Welcome to Swahili Divers

The Diving

Swahili Divers has always been about diving. We started operations in Pemba in 1999, and were the first PADI 5* dive centre, the first BSAC Resort Dive Centre, the first centre to open a pool, the first guest house to offer wi-fi. Owner Managed, Swahili Divers has been continously diving and training in Pemba ever since. No one knows pemba like us

The Diversity of Pemba's diving by the man who wrote the book:

"To compare, and you must compare, there are 150 Live aboard dive boats off the southern Egyptian red sea alone. This is quite different here. There is nothing here. In spite of El Nino, which killed a lot of corals there is no doubt, there is still virgin diving here." 

Dr Ewald Liske - interview with Dr Ewald Liske

 

Kervan Saray Beach Lodge- Unpretentious, peaceful, comfortable.

Swahili Divers is more than just diving. Bird watchers, snorkellers, sea kayakers, mangrove kayakers and wildlife film crews and adventurers in general come to Pemba. Some years ago, we moved from Chake to an idyllic spot by the sea in far north Pemba. Home to divers, explorers and birders alike- They named it the "The Kervan Saray Beach Lodge".
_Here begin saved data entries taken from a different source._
//! Internal serde helpers for the exchange's looser wire conventions.

use serde::de::DeserializeOwned;
use serde::{Deserialize, Deserializer};
use serde_json::Value;

/// Deserialize an optional field where the exchange may send `""`,
/// `"UNSPECIFIED"`, or `"None"` to mean absent.
pub fn none_markers<'de, D, T>(deserializer: D) -> Result<Option<T>, D::Error>
where
    D: Deserializer<'de>,
    T: DeserializeOwned,
{
    let value = Option::<Value>::deserialize(deserializer)?;
    match value {
        None | Some(Value::Null) => Ok(None),
        Some(Value::String(s))
            if s.is_empty() || s == "UNSPECIFIED" || s.eq_ignore_ascii_case("none") =>
        {
            Ok(None)
        }
        Some(other) => T::deserialize(other)
            .map(Some)
            .map_err(serde::de::Error::custom),
    }
}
Kervan Saray Beach Lodge is a relocation of Pemba's most experienced and competent dive centre. Swahili Divers know the reefs like no one else. Famous for diving the whole of Pemba, Swahili Divers are a PADI 5* Gold Palm Resort.

 

The Island of Pemba

30 nautical miles off the east coast of Africa and 5 degrees north of the Equator lies the tropical Island of Pemba. With depths that range from 400 fathoms to 2500 fathoms, Pemba rises up from the Indian Ocean floor. In spite of its proximity to the wide open plains and wildlife of Africa, Pemba is a veritable Oceanic Island; part of the spice island archipelago which includes the trading station of Zanzibar.

Pemba's history is unique; Arab traders came down the coast with each monsoon, and life had a quiet rhythm based on these rules of transport. Goods, peoples, techniques, language and religions were all handed over, tried, weighed, balanced, kept, rejected or adapted. Today, the Swahili people eat curries like Indians, tell stories and poetry like the old Persians, sail in boats which are almost exact copies of ancient Indonesian boats, count in Arabic and are, overall, united by the Islamic faith.